Он выдерживает ее взгляд.
— Твой отец изнасиловал меня, Лола… — Его голос прерывается, когда ее лицо искажает отвращение, и она еще дальше отходит от него. Как он мог допустить, даже на одно безумное мгновение, что может рассказать Лоле правду и при этом не потерять ее? И даже если невозможное случится: она призовет Джерри к ответу, и тот во всем признается, разве она сможет его, Матео, простить за то, что он уничтожил самые важные отношения в ее жизни? Единственного человека, который с самого детства заботился о ней, все эти годы был с ней рядом, кормил ее, растил, оберегал, стал ее доверенным лицом, лучшим другом?
— Тебе известно, что мой отец и мухи не обидит! — выкрикивает Лола. — Ты его знаешь! Он любит тебя! И всегда хорошо к тебе относился! Как ты мог! — Ее душат настолько сильные рыдания, что она не может дышать; ее губы приобретают фиолетовый оттенок. Слезы бегут по щекам, капая на куртку, в которую она заворачивается еще плотнее, словно это щит, способный оградить ее от его слов. — А ты подумал обо мне? Я ведь тебе доверяла. Я любила тебя!
— Лола, я тоже тебя люблю! — срывающимся голосом восклицает он. — Именно по этой причине рассказываю тебе об этом! Я мучился этой мыслью с тех пор, как все случилось, но в конце концов ты открыла мне глаза — я не мог допустить, чтобы ты пострадала из-за моего молчания!
— Ты не мог допустить, чтобы я пострадала? — кричит она в ответ, неистово рыдая на усиливающемся ветру. — Да ты разрушил все, что было между нами, Мэтти! Ты сказал самую ненавистную, отвратительную и мерзкую вещь, какую только можно придумать!
— Но это правда! Лола, ты должна мне верить. Тебе нельзя возвращаться, нельзя выступать против него — это может быть опасно!
Она взирает на него в полнейшем ужасе.
— Разумеется, я не стану выступать против него! Неужели ты решил, что я могу допустить эти гнусные обвинения? Что я поверю тебе, а не своему отцу?
Страх, точно электрический разряд, проносится по его венам.
— Лола, нет, ты не должна возвращаться! Я позабочусь о тебе, я защищу тебя, я сделаю все для твоей безопасности, клянусь!
— Ты держишь меня за дуру? Я больше не хочу тебя видеть, Мэтти! Я никогда тебя не прощу! Боже мой, боже мой… — Лола вдруг складывается пополам, и ее выворачивает. А когда выпрямляется, ее лицо приобретает призрачную бледность и прозрачность, словно она может исчезнуть в любую секунду. — Зачем ты это сделал? Я верила тебе. Верила больше, чем кому-либо, Мэтти! — Ее худенькую фигурку сотрясают безудержные рыдания, грозящие окончательно ее сломать; зажав кулаком рот, она отворачивается и уходит прочь.

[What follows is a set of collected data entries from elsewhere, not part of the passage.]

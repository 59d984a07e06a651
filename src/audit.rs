//! Audit trail for migration runs.
//!
//! Two artifacts live under the working directory:
//! - `migration_data/{kind}_migration.csv`: source id, target id and the
//!   record as copied. The next run's deletion guard reads it to find what
//!   this run created.
//! - `logs/queries.csv`: one line per request sent to either org.

use std::fs::{self, File, OpenOptions};
use std::io::Write;
use std::path::{Path, PathBuf};

use chrono::Utc;
use parking_lot::Mutex;
use serde::{Deserialize, Serialize};

use crate::types::RecordKind;

pub const LEDGER_DIR: &str = "migration_data";
pub const LOG_DIR: &str = "logs";

// =============================================================================
// Migration ledger
// =============================================================================

#[derive(Debug, Clone, PartialEq, Eq, Serialize, Deserialize)]
pub struct LedgerEntry {
    #[serde(alias = "production_id")]
    pub source_id: String,
    #[serde(alias = "sandbox_id")]
    pub target_id: String,
    #[serde(default)]
    pub record_data: String,
}

pub fn ledger_path(work_dir: &Path, kind: RecordKind) -> PathBuf {
    work_dir
        .join(LEDGER_DIR)
        .join(format!("{}_migration.csv", kind.file_stem()))
}

/// Write through a sibling temp file so a crash never leaves half a ledger.
fn atomic_write(path: &Path, bytes: &[u8]) -> std::io::Result<()> {
    let tmp = path.with_extension("csv.tmp");
    {
        let mut file = File::create(&tmp)?;
        file.write_all(bytes)?;
        file.sync_all()?;
    }
    fs::rename(&tmp, path)
}

/// Replace the ledger for one kind. Returns the path written.
pub fn write_ledger(
    work_dir: &Path,
    kind: RecordKind,
    entries: &[LedgerEntry],
) -> Result<PathBuf, csv::Error> {
    let path = ledger_path(work_dir, kind);
    if let Some(dir) = path.parent() {
        fs::create_dir_all(dir)?;
    }

    let mut writer = csv::Writer::from_writer(Vec::new());
    if entries.is_empty() {
        writer.write_record(["source_id", "target_id", "record_data"])?;
    }
    for entry in entries {
        writer.serialize(entry)?;
    }
    let bytes = writer
        .into_inner()
        .map_err(|e| csv::Error::from(e.into_error()))?;
    atomic_write(&path, &bytes)?;
    Ok(path)
}

/// Read a kind's ledger; a missing file is an empty ledger.
pub fn read_ledger(work_dir: &Path, kind: RecordKind) -> Result<Vec<LedgerEntry>, csv::Error> {
    let path = ledger_path(work_dir, kind);
    if !path.exists() {
        return Ok(Vec::new());
    }
    let mut reader = csv::Reader::from_path(&path)?;
    reader.deserialize().collect()
}

// =============================================================================
// Query log
// =============================================================================

#[derive(Debug, Clone, Serialize)]
pub struct QueryLogEntry {
    pub timestamp: String,
    pub store: String,
    pub operation: String,
    pub object: String,
    pub detail: String,
    pub rows: usize,
    pub elapsed_ms: u128,
    pub outcome: String,
}

/// Append-only CSV of every request, shared by both stores.
pub struct QueryLog {
    writer: Mutex<csv::Writer<File>>,
    path: PathBuf,
}

impl QueryLog {
    pub fn open(work_dir: &Path) -> Result<Self, csv::Error> {
        let dir = work_dir.join(LOG_DIR);
        fs::create_dir_all(&dir)?;
        let path = dir.join("queries.csv");
        let fresh = !path.exists() || fs::metadata(&path).map(|m| m.len() == 0).unwrap_or(true);
        let file = OpenOptions::new().create(true).append(true).open(&path)?;
        let writer = csv::WriterBuilder::new()
            .has_headers(fresh)
            .from_writer(file);
        Ok(Self {
            writer: Mutex::new(writer),
            path,
        })
    }

    pub fn path(&self) -> &Path {
        &self.path
    }

    /// Failures are logged, never raised: the query log must not stop a run.
    pub fn record(&self, mut entry: QueryLogEntry) {
        if entry.timestamp.is_empty() {
            entry.timestamp = Utc::now().to_rfc3339();
        }
        let mut writer = self.writer.lock();
        if let Err(e) = writer.serialize(&entry).and_then(|_| writer.flush().map_err(Into::into)) {
            log::warn!("Query log write failed: {}", e);
        }
    }
}

// =============================================================================
// Retention
// =============================================================================

/// Delete run logs older than `retention_days`. Returns the number pruned.
pub fn prune_run_logs(work_dir: &Path, retention_days: u64) -> usize {
    let log_dir = work_dir.join(LOG_DIR);
    let entries = match fs::read_dir(&log_dir) {
        Ok(e) => e,
        Err(_) => return 0,
    };

    let cutoff = Utc::now() - chrono::Duration::days(retention_days as i64);
    let cutoff_ts = cutoff.timestamp();

    let mut pruned = 0;
    for entry in entries.flatten() {
        let path = entry.path();
        let is_run_log = path
            .file_name()
            .and_then(|n| n.to_str())
            .is_some_and(|n| n.starts_with("migration_") && n.ends_with(".log"));
        if !path.is_file() || !is_run_log {
            continue;
        }
        let mtime = match path.metadata().and_then(|m| m.modified()) {
            Ok(t) => t,
            Err(_) => continue,
        };
        let mtime_secs = mtime
            .duration_since(std::time::UNIX_EPOCH)
            .unwrap_or_default()
            .as_secs() as i64;

        if mtime_secs < cutoff_ts && fs::remove_file(&path).is_ok() {
            pruned += 1;
        }
    }
    pruned
}

#[cfg(test)]
mod tests {
    use super::*;

    fn entry(source: &str, target: &str) -> LedgerEntry {
        LedgerEntry {
            source_id: source.into(),
            target_id: target.into(),
            record_data: r#"{"Name":"Acme, Inc."}"#.into(),
        }
    }

    #[test]
    fn ledger_round_trips_and_missing_is_empty() {
        let dir = tempfile::tempdir().expect("tempdir");
        assert!(read_ledger(dir.path(), RecordKind::Account).unwrap().is_empty());

        let path = write_ledger(
            dir.path(),
            RecordKind::QuoteLine,
            &[entry("0QL1", "0QLa"), entry("0QL2", "0QLb")],
        )
        .unwrap();
        assert!(path.ends_with("migration_data/quote_line_item_migration.csv"));

        let read = read_ledger(dir.path(), RecordKind::QuoteLine).unwrap();
        assert_eq!(read, vec![entry("0QL1", "0QLa"), entry("0QL2", "0QLb")]);
    }

    #[test]
    fn empty_ledger_replaces_previous_one() {
        let dir = tempfile::tempdir().expect("tempdir");
        write_ledger(dir.path(), RecordKind::Case, &[entry("500A", "500B")]).unwrap();
        write_ledger(dir.path(), RecordKind::Case, &[]).unwrap();
        assert!(read_ledger(dir.path(), RecordKind::Case).unwrap().is_empty());
    }

    #[test]
    fn legacy_ledger_headers_are_accepted() {
        let dir = tempfile::tempdir().expect("tempdir");
        let path = ledger_path(dir.path(), RecordKind::Contact);
        fs::create_dir_all(path.parent().unwrap()).unwrap();
        fs::write(&path, "production_id,sandbox_id,record_data\n003A,003B,{}\n").unwrap();
        let read = read_ledger(dir.path(), RecordKind::Contact).unwrap();
        assert_eq!(read[0].target_id, "003B");
    }

    #[test]
    fn query_log_appends_with_single_header() {
        let dir = tempfile::tempdir().expect("tempdir");
        for _ in 0..2 {
            let log = QueryLog::open(dir.path()).unwrap();
            log.record(QueryLogEntry {
                timestamp: String::new(),
                store: "prod".into(),
                operation: "query".into(),
                object: "Account".into(),
                detail: "SELECT Id FROM Account".into(),
                rows: 3,
                elapsed_ms: 12,
                outcome: "ok".into(),
            });
        }
        let content = fs::read_to_string(dir.path().join("logs/queries.csv")).unwrap();
        let lines: Vec<_> = content.lines().collect();
        assert_eq!(lines.len(), 3);
        assert!(lines[0].starts_with("timestamp,store,operation"));
        assert!(lines[2].contains("SELECT Id FROM Account"));
    }

    #[test]
    fn prune_removes_old_run_logs_only() {
        let dir = tempfile::tempdir().expect("tempdir");
        let logs = dir.path().join(LOG_DIR);
        fs::create_dir_all(&logs).unwrap();
        let old = logs.join("migration_20240101_000000.log");
        let recent = logs.join("migration_20991231_000000.log");
        let queries = logs.join("queries.csv");
        for path in [&old, &recent, &queries] {
            fs::write(path, "x").unwrap();
        }

        let old_time =
            std::time::SystemTime::now() - std::time::Duration::from_secs(60 * 24 * 3600);
        for path in [&old, &queries] {
            filetime::set_file_mtime(path, filetime::FileTime::from_system_time(old_time))
                .expect("set mtime");
        }

        assert_eq!(prune_run_logs(dir.path(), 30), 1);
        assert!(!old.exists());
        assert!(recent.exists());
        assert!(queries.exists(), "query log is not a run log");
    }
}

Матео мгновенно бросается за ней, тянется рукой.
— Не трогай меня! — Она резко разворачивается и кричит — издает невыразимый вопль ужаса.
— Лола, пожалуйста! — умоляет он, давясь слезами. — Не уходи! Не бросай меня! Я не хотел… Я все исправлю, я все исправлю…
— Это невозможно! — восклицает она. — Разве ты не понимаешь, Матео? Неужели не осознаешь, что наделал? Ты обвинил моего отца в самом ужасном преступлении, которое только можно представить! Как такое можно исправить? Как это можно изменить? Ты и сам в этом убежден — только взгляни на себя! Ты до сих в это веришь!
— Я верю в тебя, Лола! Верю в нас! Это все, что меня волнует…
— Нет никаких нас! И никогда не было. Все, что было между нами, оказалось ложью! Ты считал моего отца насильником, в то время как… в твое время как занимался со мной любовью? В то время как притворялся, что любишь меня?
— Лола, я никогда не притворялся. Клянусь жизнью! Я полюбил тебя с самой нашей первой встречи!